Emancipation Day Weekend Celebrates D.C. 


Today, Washingtonians observe a unique American holiday that’s part of their history but affects the rest of the country, too.

D.C. Emancipation Day honors the day, April 16, when President Abraham Lincoln signed the Compensated Emancipation Act of 1862, which freed more than 3,100 enslaved persons in the District of Columbia. It was the abolition of slavery in Washington, D.C. — months before the Emancipation Proclamation, which liberated those enslaved in the Confederacy. 

“On this day 161 years ago, 3,100 enslaved were granted freedom in D.C.,” Mayor Muriel Bowser noted over the weekend. “Today, we remember their fight and impact on our great city. We continue that fight as we press for full representation and full democracy in the District.”

As a D.C. holiday with most government services taking a day off, it pushes forward the filing deadline for federal incomes taxes.

Only recently has the holiday featured a parade, concert and general celebration. 

On Saturday, there was a parade along Pennsylvania Avenue, a concert at Freedom Plaza (after an intense downpour) and fireworks in the evening. On Sunday, the D.C. Office of Cable Television, Film, Music and Entertainment, and the Department of Parks and Recreation hosted Family Fun Day at Black Lives Matter Plaza, 16th Street NW. Today, events continued at the National Museum of African American History and Culture.

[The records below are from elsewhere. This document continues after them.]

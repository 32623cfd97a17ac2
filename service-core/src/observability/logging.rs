use opentelemetry::KeyValue;
use opentelemetry_otlp::WithExportConfig;
use opentelemetry_sdk::{Resource, runtime, trace as sdktrace};
use tracing_subscriber::{layer::SubscriberExt, util::SubscriberInitExt};

/// Install the global subscriber: env filter, JSON fmt layer and, when an
/// endpoint is given, an OTLP trace exporter.
///
/// Safe to call more than once; later calls are ignored (tests build the
/// application repeatedly in one process).
pub fn init_tracing(service_name: &str, log_level: &str, otlp_endpoint: Option<&str>) {
    let env_filter = tracing_subscriber::EnvFilter::try_from_default_env()
        .unwrap_or_else(|_| tracing_subscriber::EnvFilter::new(log_level));

    let fmt_layer = tracing_subscriber::fmt::layer()
        .with_file(true)
        .with_line_number(true)
        .json()
        .flatten_event(true);

    let telemetry = otlp_endpoint.and_then(|endpoint| {
        let otlp_exporter = opentelemetry_otlp::new_exporter()
            .tonic()
            .with_endpoint(endpoint);

        match opentelemetry_otlp::new_pipeline()
            .tracing()
            .with_exporter(otlp_exporter)
            .with_trace_config(sdktrace::config().with_resource(Resource::new(vec![
                KeyValue::new("service.name", service_name.to_string()),
            ])))
            .install_batch(runtime::Tokio)
        {
            Ok(tracer) => Some(tracing_opentelemetry::layer().with_tracer(tracer)),
            Err(e) => {
                eprintln!(
                    "Failed to initialize OTLP tracer for service '{}' at endpoint '{}': {}",
                    service_name, endpoint, e
                );
                None
            }
        }
    });

    let result = tracing_subscriber::registry()
        .with(env_filter)
        .with(telemetry)
        .with(fmt_layer)
        .try_init();

    if result.is_err() {
        tracing::debug!("Global tracing subscriber already installed");
    }
}
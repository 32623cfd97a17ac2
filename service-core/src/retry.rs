//! Retry utilities for outbound calls to external collaborators.
//!
//! Whether a failure is retried is decided by the error itself through
//! [`Classify`], never by the call site. Each attempt is bounded by a timeout.

use std::future::Future;
use std::time::Duration;
use tokio::time::{sleep, timeout};
use tracing::{info, warn};

/// How a failed call should be treated by the retry loop.
#[derive(Debug, Clone, Copy, PartialEq, Eq)]
pub enum ErrorClass {
    /// Network failure, timeout, 5xx, rate limit. Worth another attempt.
    Retryable,
    /// Business rejection. Retrying cannot change the outcome.
    Permanent,
}

/// Errors that know whether they are worth retrying.
pub trait Classify {
    fn class(&self) -> ErrorClass;

    /// Build the error reported when a single attempt exceeds its deadline.
    fn timed_out(after: Duration) -> Self;
}

/// Configuration for retry behavior.
#[derive(Clone, Debug)]
pub struct RetryConfig {
    /// Maximum number of retry attempts (not including the initial attempt).
    pub max_retries: u32,
    /// Initial backoff duration before first retry.
    pub initial_backoff: Duration,
    /// Maximum backoff duration.
    pub max_backoff: Duration,
    /// Backoff multiplier for exponential backoff.
    pub backoff_multiplier: f64,
    /// Whether to add jitter to backoff duration.
    pub add_jitter: bool,
    /// Deadline for a single attempt.
    pub attempt_timeout: Duration,
}

impl Default for RetryConfig {
    fn default() -> Self {
        Self {
            max_retries: 3,
            initial_backoff: Duration::from_millis(100),
            max_backoff: Duration::from_secs(10),
            backoff_multiplier: 2.0,
            add_jitter: true,
            attempt_timeout: Duration::from_secs(30),
        }
    }
}

impl RetryConfig {
    /// Create a new retry config with the specified max retries.
    pub fn with_max_retries(max_retries: u32) -> Self {
        Self {
            max_retries,
            ..Default::default()
        }
    }

    /// Create a config with no retries.
    pub fn no_retry() -> Self {
        Self {
            max_retries: 0,
            ..Default::default()
        }
    }

    /// Create a config for quick retries (smaller backoffs).
    pub fn quick() -> Self {
        Self {
            max_retries: 2,
            initial_backoff: Duration::from_millis(50),
            max_backoff: Duration::from_millis(500),
            backoff_multiplier: 2.0,
            add_jitter: true,
            attempt_timeout: Duration::from_secs(10),
        }
    }

    /// Calculate backoff duration for a given attempt.
    fn backoff_duration(&self, attempt: u32) -> Duration {
        let backoff =
            self.initial_backoff.as_millis() as f64 * self.backoff_multiplier.powi(attempt as i32);
        let backoff_ms = backoff.min(self.max_backoff.as_millis() as f64) as u64;

        let mut duration = Duration::from_millis(backoff_ms);

        if self.add_jitter {
            // Add up to 25% jitter
            let jitter = (backoff_ms as f64 * 0.25 * rand_jitter()) as u64;
            duration += Duration::from_millis(jitter);
        }

        duration
    }
}

/// Simple pseudo-random jitter (0.0 to 1.0) without external dependencies.
fn rand_jitter() -> f64 {
    use std::time::SystemTime;
    let nanos = SystemTime::now()
        .duration_since(SystemTime::UNIX_EPOCH)
        .unwrap_or_default()
        .subsec_nanos();
    (nanos % 1000) as f64 / 1000.0
}

/// Execute a call with timeout and retry on [`ErrorClass::Retryable`] errors.
///
/// ```ignore
/// let payment_id = retry_call(&RetryConfig::default(), "create_payment", || async {
///     gateway.create_payment(&request).await
/// })
/// .await?;
/// ```
pub async fn retry_call<F, Fut, T, E>(config: &RetryConfig, operation_name: &str, f: F) -> Result<T, E>
where
    F: Fn() -> Fut,
    Fut: Future<Output = Result<T, E>>,
    E: Classify + std::fmt::Display,
{
    let mut attempt = 0;

    loop {
        let outcome = match timeout(config.attempt_timeout, f()).await {
            Ok(result) => result,
            Err(_) => Err(E::timed_out(config.attempt_timeout)),
        };

        match outcome {
            Ok(result) => {
                if attempt > 0 {
                    info!(
                        operation = operation_name,
                        attempt = attempt + 1,
                        "Call succeeded after retry"
                    );
                }
                return Ok(result);
            }
            Err(err) => {
                if err.class() == ErrorClass::Permanent {
                    warn!(
                        operation = operation_name,
                        error = %err,
                        "Call failed with permanent error, not retrying"
                    );
                    return Err(err);
                }

                if attempt >= config.max_retries {
                    warn!(
                        operation = operation_name,
                        attempt = attempt + 1,
                        error = %err,
                        "Call failed after max retries"
                    );
                    return Err(err);
                }

                let backoff = config.backoff_duration(attempt);
                warn!(
                    operation = operation_name,
                    attempt = attempt + 1,
                    error = %err,
                    backoff_ms = backoff.as_millis() as u64,
                    "Call failed, retrying after backoff"
                );

                sleep(backoff).await;
                attempt += 1;
            }
        }
    }
}
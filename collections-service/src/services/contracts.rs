//! Client for the external contract service.

use async_trait::async_trait;
use chrono::NaiveDate;
use reqwest::Client;
use rust_decimal::Decimal;
use serde::{Deserialize, Serialize};
use service_core::observability::TracedRequestExt;
use service_core::retry::{Classify, ErrorClass};
use std::time::Duration;
use thiserror::Error;
use uuid::Uuid;
use validator::Validate;

use crate::config::ContractServiceConfig;
use crate::models::BankDetails;

#[derive(Debug, Clone, Error)]
pub enum ContractError {
    #[error("contract service unavailable: {0}")]
    Unavailable(String),

    #[error("contract service rejected request: {0}")]
    Rejected(String),
}

impl Classify for ContractError {
    fn class(&self) -> ErrorClass {
        match self {
            ContractError::Unavailable(_) => ErrorClass::Retryable,
            ContractError::Rejected(_) => ErrorClass::Permanent,
        }
    }

    fn timed_out(after: Duration) -> Self {
        ContractError::Unavailable(format!("no response within {:?}", after))
    }
}

/// The payer as known to the contract service.
#[derive(Debug, Clone, PartialEq, Serialize, Deserialize, Validate)]
pub struct PayerProfile {
    pub customer_id: Uuid,
    #[validate(length(min = 1, max = 140))]
    pub legal_name: String,
    #[validate(email)]
    pub email: String,
    #[validate(length(equal = 2))]
    pub country: String,
}

/// A contract that has gone live with direct debit enabled.
#[derive(Debug, Clone, PartialEq, Serialize, Deserialize, Validate)]
pub struct ContractActivation {
    pub contract_id: Uuid,
    #[validate(nested)]
    pub payer: PayerProfile,
    pub bank_details: BankDetails,
    pub amount: Decimal,
    #[serde(default)]
    pub currency: Option<String>,
    #[validate(range(min = 1, max = 31))]
    pub anchor_day: u32,
    pub starts_on: NaiveDate,
    #[serde(default)]
    pub mandate_expires_on: Option<NaiveDate>,
}

/// A contract approaching its end date.
#[derive(Debug, Clone, PartialEq, Serialize, Deserialize)]
pub struct EndingContract {
    pub contract_id: Uuid,
    pub customer_id: Uuid,
    pub recipient: String,
    pub ends_on: NaiveDate,
}

#[async_trait]
pub trait ContractService: Send + Sync {
    async fn active_contracts_needing_mandate(
        &self,
    ) -> Result<Vec<ContractActivation>, ContractError>;

    async fn first_payment_confirmed(&self, contract_id: Uuid) -> Result<(), ContractError>;

    /// Contracts whose end date falls in `[from, to]`.
    async fn contracts_ending_between(
        &self,
        from: NaiveDate,
        to: NaiveDate,
    ) -> Result<Vec<EndingContract>, ContractError>;
}

#[derive(Clone)]
pub struct HttpContractService {
    client: Client,
    base_url: String,
}

impl HttpContractService {
    pub fn new(config: &ContractServiceConfig) -> Result<Self, ContractError> {
        let client = Client::builder()
            .timeout(config.timeout)
            .build()
            .map_err(|e| ContractError::Unavailable(format!("failed to build HTTP client: {}", e)))?;
        Ok(Self {
            client,
            base_url: config.base_url.trim_end_matches('/').to_string(),
        })
    }

    async fn check(response: reqwest::Response) -> Result<reqwest::Response, ContractError> {
        let status = response.status();
        if status.is_success() {
            return Ok(response);
        }
        let body = response.text().await.unwrap_or_default();
        if status.is_server_error() || status.as_u16() == 429 {
            Err(ContractError::Unavailable(format!("{}: {}", status, body)))
        } else {
            Err(ContractError::Rejected(format!("{}: {}", status, body)))
        }
    }
}

fn unavailable(e: reqwest::Error) -> ContractError {
    ContractError::Unavailable(e.to_string())
}

#[async_trait]
impl ContractService for HttpContractService {
    async fn active_contracts_needing_mandate(
        &self,
    ) -> Result<Vec<ContractActivation>, ContractError> {
        let url = format!("{}/contracts/needing-mandate", self.base_url);
        let response = self
            .client
            .get(&url)
            .with_trace_context()
            .send()
            .await
            .map_err(unavailable)?;
        Self::check(response).await?.json().await.map_err(unavailable)
    }

    async fn first_payment_confirmed(&self, contract_id: Uuid) -> Result<(), ContractError> {
        let url = format!(
            "{}/contracts/{}/first-payment-confirmed",
            self.base_url, contract_id
        );
        let response = self
            .client
            .post(&url)
            .with_trace_context()
            .send()
            .await
            .map_err(unavailable)?;
        Self::check(response).await?;
        Ok(())
    }

    async fn contracts_ending_between(
        &self,
        from: NaiveDate,
        to: NaiveDate,
    ) -> Result<Vec<EndingContract>, ContractError> {
        let url = format!("{}/contracts/ending", self.base_url);
        let response = self
            .client
            .get(&url)
            .query(&[("from", from.to_string()), ("to", to.to_string())])
            .with_trace_context()
            .send()
            .await
            .map_err(unavailable)?;
        Self::check(response).await?.json().await.map_err(unavailable)
    }
}
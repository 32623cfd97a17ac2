//! Configuration module for collections-service.

use secrecy::Secret;
use service_core::config as core_config;
use service_core::error::AppError;
use service_core::retry::RetryConfig;
use std::env;
use std::str::FromStr;
use std::time::Duration;

use crate::models::DirectDebitScheme;

#[derive(Debug, Clone)]
pub struct CollectionsConfig {
    pub common: core_config::Config,
    pub service_name: String,
    pub log_level: String,
    pub otlp_endpoint: Option<String>,
    pub database: DatabaseConfig,
    pub gateway: GatewayConfig,
    pub notification: NotificationConfig,
    pub contracts: ContractServiceConfig,
    pub retry: RetryConfig,
    pub policy: CollectionPolicy,
}

#[derive(Debug, Clone)]
pub struct DatabaseConfig {
    pub url: Secret<String>,
    pub max_connections: u32,
    pub min_connections: u32,
}

#[derive(Debug, Clone)]
pub struct GatewayConfig {
    pub base_url: String,
    pub access_token: Secret<String>,
    /// Shared secret for the `Webhook-Signature` HMAC.
    pub webhook_secret: Secret<String>,
    pub timeout: Duration,
}

#[derive(Debug, Clone)]
pub struct NotificationConfig {
    pub base_url: String,
    pub timeout: Duration,
}

#[derive(Debug, Clone)]
pub struct ContractServiceConfig {
    pub base_url: String,
    pub timeout: Duration,
}

/// Business timing rules for collection.
#[derive(Debug, Clone, PartialEq, Eq)]
pub struct CollectionPolicy {
    /// Minimum pre-notification lead for SEPA Core debits.
    pub sepa_advance_notice_days: i64,
    /// Minimum pre-notification lead for Bacs debits.
    pub bacs_advance_notice_days: i64,
    /// How many days before `notify_by` the pre-notification may go out.
    pub notice_window_days: i64,
    /// How many days before the due date a notified charge is submitted.
    pub submission_lead_days: i64,
    pub dunning_cool_down_days: i64,
    /// Expiry alerts start this many days before a mandate or contract ends.
    pub expiry_horizon_days: i64,
    /// Maximum number of periods searched when carrying an amount forward.
    pub carry_forward_periods: u32,
}

impl Default for CollectionPolicy {
    fn default() -> Self {
        Self {
            sepa_advance_notice_days: 14,
            bacs_advance_notice_days: 10,
            notice_window_days: 5,
            submission_lead_days: 5,
            dunning_cool_down_days: 7,
            expiry_horizon_days: 90,
            carry_forward_periods: 12,
        }
    }
}

impl CollectionPolicy {
    pub fn advance_notice_days(&self, scheme: DirectDebitScheme) -> i64 {
        match scheme {
            DirectDebitScheme::SepaCore => self.sepa_advance_notice_days,
            DirectDebitScheme::Bacs => self.bacs_advance_notice_days,
        }
    }

    pub fn dunning_cool_down(&self) -> chrono::Duration {
        chrono::Duration::days(self.dunning_cool_down_days)
    }
}

fn env_or<T: FromStr>(key: &str, default: T) -> T {
    env::var(key)
        .ok()
        .and_then(|s| s.parse().ok())
        .unwrap_or(default)
}

fn secret_from_env(key: &str) -> Result<Secret<String>, AppError> {
    env::var(key)
        .map(Secret::new)
        .map_err(|_| AppError::ConfigError(anyhow::anyhow!("{} is required", key)))
}

impl CollectionsConfig {
    pub fn from_env() -> Result<Self, AppError> {
        dotenvy::dotenv().ok();
        let common = core_config::Config::load("COLLECTIONS")?;
        let defaults = CollectionPolicy::default();
        let retry_defaults = RetryConfig::default();

        Ok(Self {
            common,
            service_name: env::var("SERVICE_NAME")
                .unwrap_or_else(|_| "collections-service".to_string()),
            log_level: env::var("LOG_LEVEL").unwrap_or_else(|_| "info".to_string()),
            otlp_endpoint: env::var("OTLP_ENDPOINT").ok(),
            database: DatabaseConfig {
                url: secret_from_env("COLLECTIONS_DATABASE_URL")?,
                max_connections: env_or("COLLECTIONS_DATABASE_MAX_CONNECTIONS", 10),
                min_connections: env_or("COLLECTIONS_DATABASE_MIN_CONNECTIONS", 2),
            },
            gateway: GatewayConfig {
                base_url: env::var("COLLECTIONS_GATEWAY_URL")
                    .unwrap_or_else(|_| "http://localhost:4010".to_string()),
                access_token: secret_from_env("COLLECTIONS_GATEWAY_ACCESS_TOKEN")?,
                webhook_secret: secret_from_env("COLLECTIONS_GATEWAY_WEBHOOK_SECRET")?,
                timeout: Duration::from_secs(env_or("COLLECTIONS_GATEWAY_TIMEOUT_SECS", 30)),
            },
            notification: NotificationConfig {
                base_url: env::var("COLLECTIONS_NOTIFICATION_URL")
                    .unwrap_or_else(|_| "http://notification-service:3001".to_string()),
                timeout: Duration::from_secs(env_or("COLLECTIONS_NOTIFICATION_TIMEOUT_SECS", 10)),
            },
            contracts: ContractServiceConfig {
                base_url: env::var("COLLECTIONS_CONTRACTS_URL")
                    .unwrap_or_else(|_| "http://contract-service:3001".to_string()),
                timeout: Duration::from_secs(env_or("COLLECTIONS_CONTRACTS_TIMEOUT_SECS", 10)),
            },
            retry: RetryConfig {
                max_retries: env_or("COLLECTIONS_RETRY_MAX_RETRIES", retry_defaults.max_retries),
                initial_backoff: Duration::from_millis(env_or(
                    "COLLECTIONS_RETRY_INITIAL_BACKOFF_MS",
                    200,
                )),
                max_backoff: Duration::from_millis(env_or("COLLECTIONS_RETRY_MAX_BACKOFF_MS", 10_000)),
                ..retry_defaults
            },
            policy: CollectionPolicy {
                sepa_advance_notice_days: env_or(
                    "COLLECTIONS_SEPA_ADVANCE_NOTICE_DAYS",
                    defaults.sepa_advance_notice_days,
                ),
                bacs_advance_notice_days: env_or(
                    "COLLECTIONS_BACS_ADVANCE_NOTICE_DAYS",
                    defaults.bacs_advance_notice_days,
                ),
                notice_window_days: env_or(
                    "COLLECTIONS_NOTICE_WINDOW_DAYS",
                    defaults.notice_window_days,
                ),
                submission_lead_days: env_or(
                    "COLLECTIONS_SUBMISSION_LEAD_DAYS",
                    defaults.submission_lead_days,
                ),
                dunning_cool_down_days: env_or(
                    "COLLECTIONS_DUNNING_COOL_DOWN_DAYS",
                    defaults.dunning_cool_down_days,
                ),
                expiry_horizon_days: env_or(
                    "COLLECTIONS_EXPIRY_HORIZON_DAYS",
                    defaults.expiry_horizon_days,
                ),
                carry_forward_periods: env_or(
                    "COLLECTIONS_CARRY_FORWARD_PERIODS",
                    defaults.carry_forward_periods,
                ),
            },
        })
    }
}

#[cfg(test)]
mod tests {
    use super::*;

    #[test]
    fn notice_period_follows_scheme() {
        let policy = CollectionPolicy::default();
        assert_eq!(policy.advance_notice_days(DirectDebitScheme::SepaCore), 14);
        assert_eq!(policy.advance_notice_days(DirectDebitScheme::Bacs), 10);
    }

    #[test]
    fn env_or_falls_back_on_garbage() {
        std::env::set_var("COLLECTIONS_TEST_GARBAGE_DAYS", "fourteen");
        assert_eq!(env_or("COLLECTIONS_TEST_GARBAGE_DAYS", 14i64), 14);
    }
}
//! Domain models for collections-service.

mod customer;
mod escalation;
mod mandate;
mod payment;
mod period;
mod return_code;
mod state;
mod subscription;

pub use customer::{normalize_iban, validate_iban, BankDetails, Customer};
pub use escalation::{
    alert_due, EscalationAlert, EscalationLadder, EscalationStage, Rung, SubjectType,
};
pub use mandate::{DirectDebitScheme, Mandate, MandateEvent, MandateStatus};
pub use payment::{PaymentEvent, PaymentInstance, PaymentStatus};
pub use period::{InvalidPeriodKey, PeriodKey};
pub use return_code::{classify_return, ReturnClass};
pub use state::{IllegalTransition, Transition};
pub use subscription::{Cadence, Subscription, SubscriptionEvent, SubscriptionStatus};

In Georgetown, there was a solemn, but no less joyful, ceremony on Sunday at the Mount Zion and the Female Union Band Society cemeteries, near 27th and Q Streets. “These are the oldest Black cemeteries left in Washington, where enslaved, freed and free Blacks are interred,” says Lisa Fager, Executive Director, Black Georgetown Foundation, Inc. “We think it important to honor this day and those that celebrated each year until the early 1900s in Washington, D.C. We must not forget. This was the movement to the Emancipation Proclamation and Juneteenth.”

The Sunday morning event included a libation ceremony, reading of the names to honor the dead and a talk by Carroll R. Gibbs, historian and co-author of “Black Georgetown Remembered.”